Data for this exercise:
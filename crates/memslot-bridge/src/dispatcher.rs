//! Outbound half of the bridge: issue a host call, hand back a future.

use std::future::Future;
use std::pin::Pin;
use std::sync::Arc;
use std::task::{Context, Poll};

use memslot_common::{BridgeError, CallToken, HostError, OutboundEnvelope};
use serde::de::DeserializeOwned;
use serde::Serialize;
use serde_json::Value;
use tokio::sync::oneshot;
use tracing::{debug, warn};

use crate::pending::PendingCalls;

/// The host's synchronous entry point. Takes one serialized envelope and
/// returns once the host has accepted it; the reply arrives later through
/// the [`InboundRouter`](crate::InboundRouter).
pub trait HostBinding: Send + Sync {
    fn invoke(&self, message: &str) -> Result<(), BridgeError>;
}

impl<F> HostBinding for F
where
    F: Fn(&str) -> Result<(), BridgeError> + Send + Sync,
{
    fn invoke(&self, message: &str) -> Result<(), BridgeError> {
        self(message)
    }
}

/// Issues calls to the host, one envelope per call.
#[derive(Clone)]
pub struct CallDispatcher {
    binding: Arc<dyn HostBinding>,
    pending: PendingCalls,
}

impl CallDispatcher {
    pub fn new(binding: Arc<dyn HostBinding>, pending: PendingCalls) -> Self {
        Self { binding, pending }
    }

    /// Send `{type, callback, payload}` to the host and return a future for
    /// the reply.
    ///
    /// The pending entry exists before the host sees the envelope, so a reply
    /// routed from inside the binding call still finds it.
    pub fn invoke(&self, operation: &str, payload: Value) -> ReplyFuture {
        let (tx, rx) = oneshot::channel();
        let token = self.pending.register(tx);

        let raw = match OutboundEnvelope::new(operation, token.clone(), payload).to_json() {
            Ok(raw) => raw,
            Err(e) => {
                self.pending.take(&token);
                return ReplyFuture::failed(token, BridgeError::Encode(e.to_string()));
            }
        };

        debug!(operation, %token, "host call issued");
        if let Err(e) = self.binding.invoke(&raw) {
            warn!(operation, %token, error = %e, "host binding rejected call");
            self.pending.take(&token);
            return ReplyFuture::failed(token, e);
        }

        ReplyFuture {
            token,
            state: ReplyState::Waiting(rx),
        }
    }

    /// Typed wrapper over [`invoke`](Self::invoke).
    pub async fn call<P, T>(&self, operation: &str, payload: &P) -> Result<T, BridgeError>
    where
        P: Serialize + ?Sized,
        T: DeserializeOwned,
    {
        let payload =
            serde_json::to_value(payload).map_err(|e| BridgeError::Encode(e.to_string()))?;
        let value = self.invoke(operation, payload).await?;
        serde_json::from_value(value).map_err(|e| BridgeError::Decode(e.to_string()))
    }

    pub fn pending(&self) -> &PendingCalls {
        &self.pending
    }
}

enum ReplyState {
    Waiting(oneshot::Receiver<Result<Value, HostError>>),
    Failed(Option<BridgeError>),
}

/// Settles once with the host's reply: the value on success, or
/// [`BridgeError::Host`] when the reply carried an error.
///
/// Dropping the future does not withdraw the call.
pub struct ReplyFuture {
    token: CallToken,
    state: ReplyState,
}

impl ReplyFuture {
    fn failed(token: CallToken, error: BridgeError) -> Self {
        Self {
            token,
            state: ReplyState::Failed(Some(error)),
        }
    }

    /// Token the host will echo back.
    pub fn token(&self) -> &CallToken {
        &self.token
    }
}

impl Future for ReplyFuture {
    type Output = Result<Value, BridgeError>;

    fn poll(self: Pin<&mut Self>, cx: &mut Context<'_>) -> Poll<Self::Output> {
        let this = self.get_mut();
        match &mut this.state {
            ReplyState::Waiting(rx) => match Pin::new(rx).poll(cx) {
                Poll::Ready(Ok(Ok(value))) => Poll::Ready(Ok(value)),
                Poll::Ready(Ok(Err(host))) => Poll::Ready(Err(BridgeError::Host(host))),
                Poll::Ready(Err(_)) => Poll::Ready(Err(BridgeError::Disconnected)),
                Poll::Pending => Poll::Pending,
            },
            ReplyState::Failed(error) => {
                Poll::Ready(Err(error.take().unwrap_or(BridgeError::Disconnected)))
            }
        }
    }
}
//! The operation catalog and its host-backed implementation.

use std::sync::Arc;

use async_trait::async_trait;
use memslot_common::{ops, BridgeError, InitInfo, SettingsListItem};
use serde_json::json;
use tracing::info;

use crate::bridge::Bridge;
use crate::dispatcher::HostBinding;
use crate::offline::OfflineSlotService;
use crate::router::InboundRouter;
use crate::status::StatusListener;

/// Everything the panel can ask of the host.
#[async_trait]
pub trait SlotService: Send + Sync {
    /// Current slot list, in slot order.
    async fn list_settings(&self) -> Result<Vec<SettingsListItem>, BridgeError>;

    async fn rename_slot(&self, index: usize, name: &str) -> Result<(), BridgeError>;

    /// Capture the game's current settings into slot `index`.
    async fn save_slot(&self, index: usize) -> Result<(), BridgeError>;

    /// Write slot `index` back into the game.
    async fn load_slot(&self, index: usize) -> Result<(), BridgeError>;

    async fn open_link(&self, url: &str) -> Result<(), BridgeError>;

    /// External resource URL and the initial list, in one round trip.
    async fn init(&self) -> Result<InitInfo, BridgeError>;

    /// Replace the status listener; `None` deregisters.
    fn set_status_listener(&self, listener: Option<StatusListener>);
}

/// [`SlotService`] backed by a live host binding.
pub struct HostSlotService {
    bridge: Bridge,
}

impl HostSlotService {
    pub fn new(binding: Arc<dyn HostBinding>) -> Self {
        Self {
            bridge: Bridge::new(binding),
        }
    }

    pub fn bridge(&self) -> &Bridge {
        &self.bridge
    }
}

#[async_trait]
impl SlotService for HostSlotService {
    async fn list_settings(&self) -> Result<Vec<SettingsListItem>, BridgeError> {
        self.bridge
            .dispatcher()
            .call(ops::GAME_SETTINGS_LIST, &json!({}))
            .await
    }

    async fn rename_slot(&self, index: usize, name: &str) -> Result<(), BridgeError> {
        self.bridge
            .dispatcher()
            .call(
                ops::SET_GAME_SETTINGS_NAME,
                &json!({ "index": index, "name": name }),
            )
            .await
    }

    async fn save_slot(&self, index: usize) -> Result<(), BridgeError> {
        self.bridge
            .dispatcher()
            .call(ops::SAVE_MEMORY_TO_FILE, &json!({ "index": index }))
            .await
    }

    async fn load_slot(&self, index: usize) -> Result<(), BridgeError> {
        self.bridge
            .dispatcher()
            .call(ops::LOAD_MEMORY_FROM_FILE, &json!({ "index": index }))
            .await
    }

    async fn open_link(&self, url: &str) -> Result<(), BridgeError> {
        self.bridge
            .dispatcher()
            .call(ops::OPEN_EXTERNAL_LINK, &json!({ "url": url }))
            .await
    }

    async fn init(&self) -> Result<InitInfo, BridgeError> {
        self.bridge.dispatcher().call(ops::INIT, &json!({})).await
    }

    fn set_status_listener(&self, listener: Option<StatusListener>) {
        self.bridge.status().set_listener(listener);
    }
}

/// A selected service plus, when a host is present, the router its
/// messages must be fed to.
pub struct Connection {
    pub service: Arc<dyn SlotService>,
    pub router: Option<InboundRouter>,
}

impl Connection {
    pub fn is_offline(&self) -> bool {
        self.router.is_none()
    }
}

/// Pick the host-backed service when a binding exists, the offline
/// stand-in otherwise. Decided once.
pub fn connect(binding: Option<Arc<dyn HostBinding>>) -> Connection {
    match binding {
        Some(binding) => {
            let service = HostSlotService::new(binding);
            let router = service.bridge().router();
            info!("host binding present, using host-backed slot service");
            Connection {
                service: Arc::new(service),
                router: Some(router),
            }
        }
        None => {
            info!("no host binding, using offline slot service");
            Connection {
                service: Arc::new(OfflineSlotService::new()),
                router: None,
            }
        }
    }
}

Try it:
Search the data above for the string "oneshot" and report each line that holds it.

Answer for this exercise:
use tokio::sync::oneshot;
        let (tx, rx) = oneshot::channel();
    Waiting(oneshot::Receiver<Result<Value, HostError>>),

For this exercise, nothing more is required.